Outfit your cat with a collar and ID tag that includes your name, address, and telephone number. No matter how careful you are, there's a chance your companion may slip out the door—an ID tag greatly increases the chance that your cat will be returned home safely.
Follow local cat registration laws. Licensing, a registration and identification system administered by some local governments, protects both cats and people in the community.
Keep your cat indoors. Keeping your cat safely confined at all times is best for you, your pet, and your community.
Take your cat to the veterinarian for regular check-ups. If you do not have a veterinarian, ask your local animal shelter or a pet-owning friend for a referral.
Spay or neuter your pet. This will keep her healthier and will reduce the problem of cat overpopulation.
Give your cat a nutritionally balanced diet, including constant access to fresh water. Ask your veterinarian for advice on what and how often to feed your pet.

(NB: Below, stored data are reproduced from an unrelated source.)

//! TCP connect latency probing.
//!
//! A probe opens a TCP connection to a stratum port, times how long the
//! connection takes to establish, and closes it again without exchanging
//! any data. Every outcome, including failures, is a value: probing never
//! returns an error to the caller.

use std::{future::Future, io, time::Duration};

use async_trait::async_trait;
use serde::{Deserialize, Serialize};
use tokio::net::{TcpStream, lookup_host};
use tokio::time::Instant;
use utoipa::ToSchema;

use crate::tracing::prelude::*;

/// Shortest timeout a probe will wait, whatever the caller asks for.
pub const MIN_TIMEOUT_MS: u64 = 500;

/// Longest timeout a probe will wait, whatever the caller asks for.
pub const MAX_TIMEOUT_MS: u64 = 10_000;

/// Clamp a requested timeout into `[MIN_TIMEOUT_MS, MAX_TIMEOUT_MS]`.
pub fn clamp_timeout(requested_ms: u64) -> u64 {
    requested_ms.clamp(MIN_TIMEOUT_MS, MAX_TIMEOUT_MS)
}

#[derive(Clone, Debug, PartialEq, Eq)]
pub struct ProbeRequest {
    pub host: String,
    pub port: u16,
    pub timeout_ms: u64,
}

/// Why a probe produced no latency.
#[derive(
    Clone,
    Copy,
    Debug,
    PartialEq,
    Eq,
    Hash,
    Deserialize,
    Serialize,
    ToSchema,
    strum::Display,
    strum::EnumString,
)]
#[serde(rename_all = "kebab-case")]
#[strum(serialize_all = "kebab-case")]
pub enum ProbeError {
    /// No outcome within the (clamped) timeout.
    Timeout,
    /// The connection attempt was refused or reset.
    ConnectError,
    /// Any other transport failure.
    NetworkError,
    /// The host name resolved to no address at all.
    Unreachable,
}

/// Result of one probe. `latency_ms` is `None` exactly when `error` is set;
/// the constructors are the only way to build one.
#[derive(Clone, Copy, Debug, PartialEq, Eq)]
pub struct ProbeOutcome {
    latency_ms: Option<u64>,
    error: Option<ProbeError>,
}

impl ProbeOutcome {
    pub fn success(latency_ms: u64) -> Self {
        Self {
            latency_ms: Some(latency_ms),
            error: None,
        }
    }

    pub fn failure(error: ProbeError) -> Self {
        Self {
            latency_ms: None,
            error: Some(error),
        }
    }

    pub fn latency_ms(&self) -> Option<u64> {
        self.latency_ms
    }

    pub fn error(&self) -> Option<ProbeError> {
        self.error
    }

    pub fn into_result(self) -> Result<u64, ProbeError> {
        match (self.latency_ms, self.error) {
            (Some(ms), None) => Ok(ms),
            (_, Some(e)) => Err(e),
            (None, None) => Err(ProbeError::NetworkError),
        }
    }
}

/// Something that can measure connect latency to a host and port.
///
/// The daemon uses [`TcpProber`]; tests substitute scripted probers.
#[async_trait]
pub trait Prober: Send + Sync {
    async fn probe(&self, request: ProbeRequest) -> ProbeOutcome;
}

/// Probes by opening a real TCP connection.
#[derive(Clone, Copy, Debug, Default)]
pub struct TcpProber;

#[async_trait]
impl Prober for TcpProber {
    async fn probe(&self, request: ProbeRequest) -> ProbeOutcome {
        let outcome = timed(request.timeout_ms, connect(&request.host, request.port)).await;

        debug!(
            host = %request.host,
            port = request.port,
            latency_ms = ?outcome.latency_ms(),
            error = ?outcome.error(),
            "Probe finished"
        );
        outcome
    }
}

/// Run `attempt` under the clamped timeout and time it.
async fn timed<F>(timeout_ms: u64, attempt: F) -> ProbeOutcome
where
    F: Future<Output = Result<(), ProbeError>>,
{
    let timeout = Duration::from_millis(clamp_timeout(timeout_ms));
    let started = Instant::now();

    match tokio::time::timeout(timeout, attempt).await {
        Ok(Ok(())) => {
            let elapsed = started.elapsed().as_millis();
            ProbeOutcome::success(u64::try_from(elapsed).unwrap_or(u64::MAX))
        }
        Ok(Err(e)) => ProbeOutcome::failure(e),
        Err(_) => ProbeOutcome::failure(ProbeError::Timeout),
    }
}

/// Resolve and connect, trying each resolved address in turn. The stream
/// is dropped, closing the connection, as soon as it is established.
async fn connect(host: &str, port: u16) -> Result<(), ProbeError> {
    let addrs: Vec<_> = lookup_host((host, port))
        .await
        .map_err(|e| {
            trace!(host, error = %e, "Name resolution failed");
            ProbeError::NetworkError
        })?
        .collect();

    if addrs.is_empty() {
        return Err(ProbeError::Unreachable);
    }

    let mut last = ProbeError::Unreachable;
    for addr in addrs {
        match TcpStream::connect(addr).await {
            Ok(stream) => {
                drop(stream);
                return Ok(());
            }
            Err(e) => {
                trace!(%addr, error = %e, "Connect attempt failed");
                last = classify(&e);
            }
        }
    }
    Err(last)
}

fn classify(err: &io::Error) -> ProbeError {
    match err.kind() {
        io::ErrorKind::ConnectionRefused
        | io::ErrorKind::ConnectionReset
        | io::ErrorKind::ConnectionAborted
        | io::ErrorKind::HostUnreachable
        | io::ErrorKind::NetworkUnreachable
        | io::ErrorKind::AddrNotAvailable => ProbeError::ConnectError,
        io::ErrorKind::TimedOut => ProbeError::Timeout,
        _ => ProbeError::NetworkError,
    }
}

#[cfg(test)]
mod tests {
    use std::str::FromStr;

    use test_case::test_case;
    use tokio::net::TcpListener;

    use super::*;

    #[test_case(0, 500 ; "zero raised to floor")]
    #[test_case(499, 500 ; "just below floor")]
    #[test_case(500, 500 ; "floor")]
    #[test_case(3000, 3000 ; "inside range")]
    #[test_case(10_000, 10_000 ; "ceiling")]
    #[test_case(60_000, 10_000 ; "lowered to ceiling")]
    fn timeout_is_clamped(requested: u64, enforced: u64) {
        assert_eq!(clamp_timeout(requested), enforced);
    }

    #[test_case(0, 500 ; "zero waits for floor")]
    #[test_case(3000, 3000 ; "inside range")]
    #[test_case(60_000, 10_000 ; "stops at ceiling")]
    #[tokio::test(start_paused = true)]
    async fn stalled_connect_times_out_at_clamped_bound(requested: u64, enforced: u64) {
        let started = Instant::now();
        let outcome = timed(requested, std::future::pending()).await;

        assert_eq!(outcome.error(), Some(ProbeError::Timeout));
        // The timer wheel rounds deadlines up to the next millisecond.
        let elapsed = started.elapsed();
        let enforced = Duration::from_millis(enforced);
        assert!(elapsed >= enforced, "{elapsed:?}");
        assert!(elapsed < enforced + Duration::from_millis(2), "{elapsed:?}");
    }

    #[tokio::test(start_paused = true)]
    async fn latency_is_measured_until_connected() {
        let outcome = timed(0, async {
            tokio::time::sleep(Duration::from_millis(120)).await;
            Ok(())
        })
        .await;

        let latency = outcome.latency_ms().unwrap();
        assert!((120..=121).contains(&latency), "{latency}");
    }

    #[test]
    fn outcome_has_latency_iff_no_error() {
        let ok = ProbeOutcome::success(42);
        assert_eq!((ok.latency_ms(), ok.error()), (Some(42), None));

        let failed = ProbeOutcome::failure(ProbeError::Timeout);
        assert_eq!(
            (failed.latency_ms(), failed.error()),
            (None, Some(ProbeError::Timeout))
        );
    }

    #[test]
    fn error_codes_are_kebab_case() {
        assert_eq!(ProbeError::ConnectError.to_string(), "connect-error");
        assert_eq!(ProbeError::from_str("network-error"), Ok(ProbeError::NetworkError));
        assert_eq!(
            serde_json::to_string(&ProbeError::Unreachable).unwrap(),
            "\"unreachable\""
        );
    }

    #[test]
    fn refused_connection_is_connect_error() {
        let err = io::Error::from(io::ErrorKind::ConnectionRefused);
        assert_eq!(classify(&err), ProbeError::ConnectError);
        let err = io::Error::other("weird");
        assert_eq!(classify(&err), ProbeError::NetworkError);
    }

    #[tokio::test]
    async fn open_port_reports_latency() {
        let listener = TcpListener::bind("127.0.0.1:0").await.unwrap();
        let port = listener.local_addr().unwrap().port();

        let outcome = TcpProber
            .probe(ProbeRequest {
                host: "127.0.0.1".into(),
                port,
                timeout_ms: 2000,
            })
            .await;

        assert!(outcome.latency_ms().is_some(), "{outcome:?}");
        assert_eq!(outcome.error(), None);
    }

    #[tokio::test]
    async fn closed_port_reports_connect_error() {
        let listener = std::net::TcpListener::bind("127.0.0.1:0").unwrap();
        let port = listener.local_addr().unwrap().port();
        drop(listener);

        let outcome = TcpProber
            .probe(ProbeRequest {
                host: "127.0.0.1".into(),
                port,
                timeout_ms: 2000,
            })
            .await;

        assert_eq!(outcome.latency_ms(), None);
        assert_eq!(outcome.error(), Some(ProbeError::ConnectError));
    }

    #[tokio::test]
    async fn repeated_probes_classify_the_same() {
        let listener = TcpListener::bind("127.0.0.1:0").await.unwrap();
        let port = listener.local_addr().unwrap().port();
        let request = ProbeRequest {
            host: "127.0.0.1".into(),
            port,
            timeout_ms: 1000,
        };

        for _ in 0..3 {
            let outcome = TcpProber.probe(request.clone()).await;
            assert!(outcome.into_result().is_ok());
        }
    }
}
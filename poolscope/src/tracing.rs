//! Logging setup.
//!
//! Modules log through [`prelude`] so the macros come from one place.
//! When the daemon runs under systemd (detected via `JOURNAL_STREAM`), logs
//! go to the journal with structured fields intact; otherwise they go to
//! stdout with local timestamps.

use std::env;

use time::macros::format_description;
use tracing_subscriber::{
    EnvFilter, fmt::time::LocalTime, layer::SubscriberExt, util::SubscriberInitExt,
};

pub mod prelude {
    pub use ::tracing::{debug, error, info, trace, warn};
}

const DEFAULT_FILTER: &str = "info";

fn env_filter() -> EnvFilter {
    EnvFilter::try_from_default_env().unwrap_or_else(|_| EnvFilter::new(DEFAULT_FILTER))
}

/// Install the global subscriber. Call once, early in `main`.
pub fn init_journald_or_stdout() {
    if env::var_os("JOURNAL_STREAM").is_some() {
        match tracing_journald::layer() {
            Ok(layer) => {
                tracing_subscriber::registry()
                    .with(env_filter())
                    .with(layer)
                    .init();
                return;
            }
            Err(e) => {
                eprintln!("journald unavailable ({e}), logging to stdout");
            }
        }
    }

    let timer = LocalTime::new(format_description!(
        "[year]-[month]-[day] [hour]:[minute]:[second].[subsecond digits:3]"
    ));

    tracing_subscriber::registry()
        .with(env_filter())
        .with(tracing_subscriber::fmt::layer().with_timer(timer))
        .init();
}
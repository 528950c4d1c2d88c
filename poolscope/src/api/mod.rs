//! HTTP API served by the daemon.
//!
//! The dashboard views read everything through this API: polled pool data,
//! endpoint latency and selection, and an on-demand latency probe.

pub mod commands;
mod server;
mod v0;

pub use server::{SharedState, router, serve};
//! One independently failing piece of dashboard data.

use std::time::{SystemTime, UNIX_EPOCH};

use crate::error::{self, Error};
use crate::tracing::prelude::*;

/// Data from the last successful poll plus an advisory while the most
/// recent poll is failing.
#[derive(Clone, Debug, Default)]
pub struct Section<T> {
    pub data: T,
    pub advisory: Option<String>,
    /// Unix time of the last successful poll.
    pub updated_at: Option<u64>,
}

impl<T> Section<T> {
    /// Fold a poll result in. Success replaces the data and clears the
    /// advisory; failure keeps the data and sets the advisory.
    pub fn apply(&mut self, result: error::Result<T>, kind: error::Section, pool_id: Option<&str>) {
        match result {
            Ok(data) => {
                if self.advisory.take().is_some() {
                    info!(section = %kind, pool = ?pool_id, "Section recovered");
                }
                self.data = data;
                self.updated_at = Some(unix_now());
            }
            Err(e) => self.fail(&e, kind, pool_id),
        }
    }

    fn fail(&mut self, err: &Error, kind: error::Section, pool_id: Option<&str>) {
        warn!(section = %kind, pool = ?pool_id, error = %err, "Upstream poll failed");
        self.advisory = Some(err.advisory(kind));
    }
}

fn unix_now() -> u64 {
    SystemTime::now()
        .duration_since(UNIX_EPOCH)
        .unwrap_or_default()
        .as_secs()
}
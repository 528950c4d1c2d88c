//! Per-pool endpoint state: the endpoint list, which endpoints have been
//! probed, and the group/endpoint selections.
//!
//! Latency samples live outside the session in a [`LatencyTable`] shared by
//! all pools, since two pools advertising the same (host, port) are the
//! same endpoint.

use std::collections::{BTreeMap, HashSet};

use thiserror::Error;

use super::{
    Endpoint, EndpointKey, LatencyTable, Selection, default_endpoint, endpoints_for,
    fastest_endpoint, group, group_hosts,
};
use crate::api_client::types::{EndpointEntry, EndpointView, GroupView};
use crate::pool_api::PortConfig;
use crate::tracing::prelude::*;

#[derive(Debug, Clone, PartialEq, Eq, Error)]
pub enum SelectionError {
    #[error("no endpoints on host {0}")]
    UnknownHost(String),

    #[error("port {0} is not offered on the selected host")]
    UnknownPort(u16),

    #[error("the pool has no endpoints")]
    NoEndpoints,
}

#[derive(Debug)]
pub struct EndpointSession {
    pool_id: String,
    hosts: Vec<String>,
    endpoints: Vec<Endpoint>,
    group: Selection<String>,
    endpoint: Selection<u16>,
    /// Endpoints that already had their automatic first probe.
    probed: HashSet<EndpointKey>,
}

impl EndpointSession {
    pub fn new(pool_id: impl Into<String>, hosts: Vec<String>) -> Self {
        Self {
            pool_id: pool_id.into(),
            hosts,
            endpoints: Vec::new(),
            group: Selection::Automatic,
            endpoint: Selection::Automatic,
            probed: HashSet::new(),
        }
    }

    pub fn contains(&self, key: &EndpointKey) -> bool {
        self.endpoints.iter().any(|e| &e.key == key)
    }

    /// Rebuild the endpoint list from a freshly polled port map.
    ///
    /// Returns the endpoints that appeared and have not been probed in this
    /// session; the caller should probe each of them once. Manual selections
    /// whose endpoint vanished revert to automatic.
    pub fn refresh(&mut self, ports: &BTreeMap<u16, PortConfig>) -> Vec<EndpointKey> {
        self.endpoints = endpoints_for(&self.hosts, ports);

        let current: HashSet<&EndpointKey> = self.endpoints.iter().map(|e| &e.key).collect();
        self.probed.retain(|key| current.contains(key));

        let fresh: Vec<EndpointKey> = self
            .endpoints
            .iter()
            .filter(|e| !self.probed.contains(&e.key))
            .map(|e| e.key.clone())
            .collect();
        self.probed.extend(fresh.iter().cloned());

        self.reconcile();
        fresh
    }

    /// Every listed endpoint, for a manual retest.
    pub fn retest(&self) -> Vec<EndpointKey> {
        self.endpoints.iter().map(|e| e.key.clone()).collect()
    }

    fn reconcile(&mut self) {
        let hosts = group_hosts(&self.endpoints);
        if self.group.reconcile(&hosts) {
            info!(pool = %self.pool_id, "Selected host gone; group choice back to automatic");
        }

        // Every host offers the same ports, so any group's ports will do.
        let ports: Vec<u16> = hosts
            .first()
            .map(|host| group(&self.endpoints, host).iter().map(Endpoint::port).collect())
            .unwrap_or_default();
        if self.endpoint.reconcile(&ports) {
            info!(pool = %self.pool_id, "Selected port gone; endpoint choice back to automatic");
        }
    }

    /// Host of the group currently in effect.
    ///
    /// Automatic choice: the host of the fastest endpoint, else of the
    /// default endpoint, else the first host.
    pub fn effective_group(&self, table: &LatencyTable) -> Option<String> {
        let hosts = group_hosts(&self.endpoints);
        self.group.resolve(&hosts, || {
            fastest_endpoint(&self.endpoints, table)
                .or_else(|| default_endpoint(&self.endpoints))
                .map(|e| e.host().to_string())
        })
    }

    /// Endpoint currently in effect, within the effective group.
    ///
    /// Automatic choice: the fastest endpoint of the group, else its default
    /// endpoint, else its first endpoint.
    pub fn effective_endpoint(&self, table: &LatencyTable) -> Option<EndpointKey> {
        let host = self.effective_group(table)?;
        let members = group(&self.endpoints, &host);
        let ports: Vec<u16> = members.iter().map(Endpoint::port).collect();
        let port = self.endpoint.resolve(&ports, || {
            fastest_endpoint(members, table)
                .or_else(|| default_endpoint(members))
                .map(Endpoint::port)
        })?;
        Some(EndpointKey::new(host, port))
    }

    /// Pin the group to `host`, or return it to automatic with `None`.
    ///
    /// A change of group choice returns the endpoint choice to automatic.
    pub fn select_group(&mut self, host: Option<String>) -> Result<(), SelectionError> {
        let selection = match host {
            Some(host) => {
                if !self.endpoints.iter().any(|e| e.host() == host) {
                    return Err(SelectionError::UnknownHost(host));
                }
                Selection::Manual(host)
            }
            None => Selection::Automatic,
        };

        if selection != self.group {
            debug!(pool = %self.pool_id, group = ?selection, "Group selection changed");
            self.group = selection;
            self.endpoint = Selection::Automatic;
        }
        Ok(())
    }

    /// Pin the endpoint to `port` within the effective group, or return it
    /// to automatic with `None`.
    ///
    /// Pinning a port also pins the group it was picked from, so later
    /// latency changes cannot move the choice to another host.
    pub fn select_endpoint(
        &mut self,
        port: Option<u16>,
        table: &LatencyTable,
    ) -> Result<(), SelectionError> {
        let Some(port) = port else {
            self.endpoint = Selection::Automatic;
            return Ok(());
        };

        let host = self
            .effective_group(table)
            .ok_or(SelectionError::NoEndpoints)?;
        if !group(&self.endpoints, &host).iter().any(|e| e.port() == port) {
            return Err(SelectionError::UnknownPort(port));
        }

        info!(pool = %self.pool_id, host = %host, port, "Endpoint pinned");
        self.group = Selection::Manual(host);
        self.endpoint = Selection::Manual(port);
        Ok(())
    }

    /// Apply a group and/or endpoint choice as one change.
    ///
    /// A `host`, or the absence of both `host` and `port`, updates the group
    /// choice first; `port` is then resolved within the resulting group. If
    /// either step is rejected, both choices are left as they were.
    pub fn select(
        &mut self,
        host: Option<String>,
        port: Option<u16>,
        table: &LatencyTable,
    ) -> Result<(), SelectionError> {
        let previous = (self.group.clone(), self.endpoint.clone());

        let result = if host.is_some() || port.is_none() {
            self.select_group(host)
        } else {
            Ok(())
        }
        .and_then(|()| self.select_endpoint(port, table));

        if result.is_err() {
            (self.group, self.endpoint) = previous;
        }
        result
    }

    /// Snapshot for the API.
    pub fn view(&self, table: &LatencyTable) -> EndpointView {
        let groups = group_hosts(&self.endpoints)
            .into_iter()
            .map(|host| {
                let members = group(&self.endpoints, &host);
                GroupView {
                    best_latency_ms: members.iter().filter_map(|e| table.latency(&e.key)).min(),
                    endpoints: members
                        .iter()
                        .map(|e| EndpointEntry {
                            host: e.host().to_string(),
                            port: e.port(),
                            name: e.config.name.clone(),
                            difficulty: e.config.difficulty,
                            var_diff: e.config.var_diff.clone(),
                            tls: e.config.tls,
                            sample: table.get(&e.key).into(),
                        })
                        .collect(),
                    host,
                }
            })
            .collect();

        EndpointView {
            pool_id: self.pool_id.clone(),
            groups,
            selected_group: self.effective_group(table),
            group_manual: self.group.is_manual(),
            selected: self.effective_endpoint(table),
            endpoint_manual: self.endpoint.is_manual(),
            default_endpoint: default_endpoint(&self.endpoints).map(|e| e.key.clone()),
            fastest_endpoint: fastest_endpoint(&self.endpoints, table).map(|e| e.key.clone()),
        }
    }
}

Train your cat to refrain from undesirable behaviors such as scratching furniture and jumping on countertops. Contrary to popular belief, cats can be trained with a bit of patience, effort, and understanding on your part.
Groom your cat often to keep her coat healthy, soft, and shiny. Although it is especially important to brush long-haired cats to prevent their hair from matting, even short-haired felines need to be groomed to remove as much loose hair as possible. When cats groom themselves, they ingest a great deal of hair, which often leads to hairballs.
Set aside time to play with your cat. While cats do not need the same level of exercise that dogs do, enjoying regular play sessions with your pet will provide him with the physical exercise and mental stimulation he needs, as well as strengthen the bond you share.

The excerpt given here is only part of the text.